There are varying degrees of similarities when comparing your farms financial fitness to that of an athlete. An athlete will have a goal in mind and then choose the training or tools needed to achieve that outcome. The athlete will have a head coach, but typically will include doctors, nutritionists, therapists, trainers, and managers of all types.
As a farmer, you also have goals for your operation. To put together a plan you have a team of advisors or managers. Teams may consist of your agronomist, veterinarian, feed nutritionists, marketing advisor, accountant, and finally, your lending partner, like SouthPoint.
Whatever tool you are using, it needs to be measurable. Farmers are usually the first to share the number of bushels that were produced per acre. But what did it take to have that production outcome? The seed per acre, the tons of fertilizer, the chemical used, rain received and the timing of all those things combined.
But, the overall profitability of the operation is the primary goal. Every farmer wants to see a return from the operation. Keeping good financial and farm business records is required to manage a profitable outcome. It takes commitment, discipline, and perseverance, but the payoff to the operation can be significant.
Good, solid, and detailed financial records are a requirement of any operation. A lot of a producer’s recordkeeping and business analysis focus almost exclusively on the income tax concerns. In most cases, tax accounting is much different from financial accounting. Tax accounting generally focuses on transaction of cash within that year. You record revenue and expenses when the cash is exchanged, regardless of what production year or cycle it came from.
Detailed year over year financial statements is very helpful when meeting with your lending partner. As a lending partner, we focus primarily on the income and expenses in the correct production year, regardless of when the cash changes hands. This is an accrual account method, focusing on the transactions of a specific production year.
These numbers are typically used by the producer to develop a solid marketing plan. These profitability markers not only include the direct input costs, but also the debt payments that need to be serviced, family living needs, and what the projected profit margin will be.

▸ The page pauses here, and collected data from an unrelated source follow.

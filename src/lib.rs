//! ygg-graph: Versioned Node Graph
//!
//! Branch it, commit it, merge it back.
//!
//! A small in-memory store of open attribute-bag nodes that live inside
//! revisions, with git-like history:
//! - Copy-on-write revisions: untouched nodes are shared with ancestors
//! - Capability-scoped proxies (read-only, read-write, copy-on-write)
//! - Change-tracking mapping, sequence and set containers
//! - Three-way merge with distinct conflict and error outcomes
//!
//! # Modules
//!
//! | Module | Description |
//! |--------|-------------|
//! | [`id`] | NodeRef, BranchId, RevisionId, NodeId and their text forms |
//! | [`value`] | Attribute value union and JSON conversion |
//! | [`node`] | Node versions (attribute bag + fork origin) |
//! | [`store`] | Insertion-ordered registries |
//! | [`revision`] | Revision state machine, proxy resolution, copy-on-write |
//! | [`branch`] | Branch cursor over its working copy |
//! | [`runtime`] | Registry and factory: branches, commit, fork, history merge |
//! | [`history`] | Ancestry walks over the revision DAG |
//! | [`proxy`] | Access-scoped node handles and the getter hook |
//! | [`proxy_dict`] | Change-tracking mapping |
//! | [`proxy_list`] | Change-tracking sequence with tombstones |
//! | [`proxy_set`] | Change-tracking set |
//! | [`merge`] | Three-way merge of lists and mappings |
//! | [`diff`] | Change-tracking containers from two snapshots |
//! | [`schema`] | Declarative type taxonomy bootstrap |
//! | [`config`] | Runtime configuration (TOML) |
//! | [`error`] | Error taxonomy |
//! | `shared` | `Arc<RwLock<Runtime>>` handle (feature `sync`) |
//!
//! # Feature flags
//!
//! | Feature | Description |
//! |---------|-------------|
//! | `sync` | `SharedRuntime` for multi-threaded callers (pulls `parking_lot`) |
//!
//! # Quick Start
//!
//! ```
//! use ygg_graph::{Access, Runtime, Value};
//!
//! let mut rt = Runtime::new();
//! let main = rt.create_branch().unwrap();
//!
//! // Write a node in the working copy and commit it
//! let wc = rt.get_branch(main).unwrap().wc();
//! let note = rt.create_node(wc).unwrap();
//! note.set(&mut rt, "title", "hello").unwrap();
//! let r0 = rt.commit(main).unwrap();
//!
//! // A fork inherits the node without copying it
//! let side = rt.fork(r0).unwrap();
//! let view = rt.wc(side).unwrap().get_node(note.node_ref()).unwrap();
//! assert_eq!(view.access(), Access::CopyOnWrite);
//! assert_eq!(view.get(&rt, "title").unwrap(), Value::from("hello"));
//! ```

pub mod branch;
pub mod config;
pub mod diff;
pub mod error;
pub mod history;
pub mod id;
pub mod merge;
pub mod node;
pub mod proxy;
pub mod proxy_dict;
pub mod proxy_list;
pub mod proxy_set;
pub mod revision;
pub mod runtime;
pub mod schema;
#[cfg(feature = "sync")]
pub mod shared;
pub mod store;
pub mod value;

pub use branch::Branch;
pub use config::Config;
pub use diff::{diff_dicts, diff_lists};
pub use error::{GraphError, IdKind, Result};
pub use id::{BranchId, NodeId, NodeRef, RevisionId};
pub use merge::{
    merge_dicts, merge_dicts_with, merge_lists, MergeConflict, MergeError, MergeOutcome, MergeStep, ProxyListMerge,
};
pub use node::Node;
pub use proxy::{Access, Getter, NodeProxy};
pub use proxy_dict::ProxyDict;
pub use proxy_list::{ProxyList, Slot, SlotKind, SlotStream};
pub use proxy_set::ProxySet;
pub use revision::{ConflictReason, NodeConflict, Ownership, Revision};
pub use runtime::{MergeSummary, Runtime};
pub use schema::{SchemaBuilder, TypeDecl};
#[cfg(feature = "sync")]
pub use shared::SharedRuntime;
pub use value::{Attributes, Value};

These numbers help the lending partner understand the operations cost of production and break-even prices; determining the overall profitability. Historical year over year records are beneficial to help the lending partner understand the overall capacity or risk that the operation has.
The financing requirements may look different for every operation. As your lending partner, SouthPoint is here to assist you to understand the financing options for your operation. With better understanding of the operations finances, we can provide an outside perspective to assist you in your financial decisions.
It is never too late to start making improvements to your financial management, utilizing the operations numbers to make more educated decisions, and see long term benefit. SouthPoint Financial Credit Union has a team of lenders that is prepared to assist it members in the financing of their operation and providing excellent financial data that can be a valuable tool for any operation.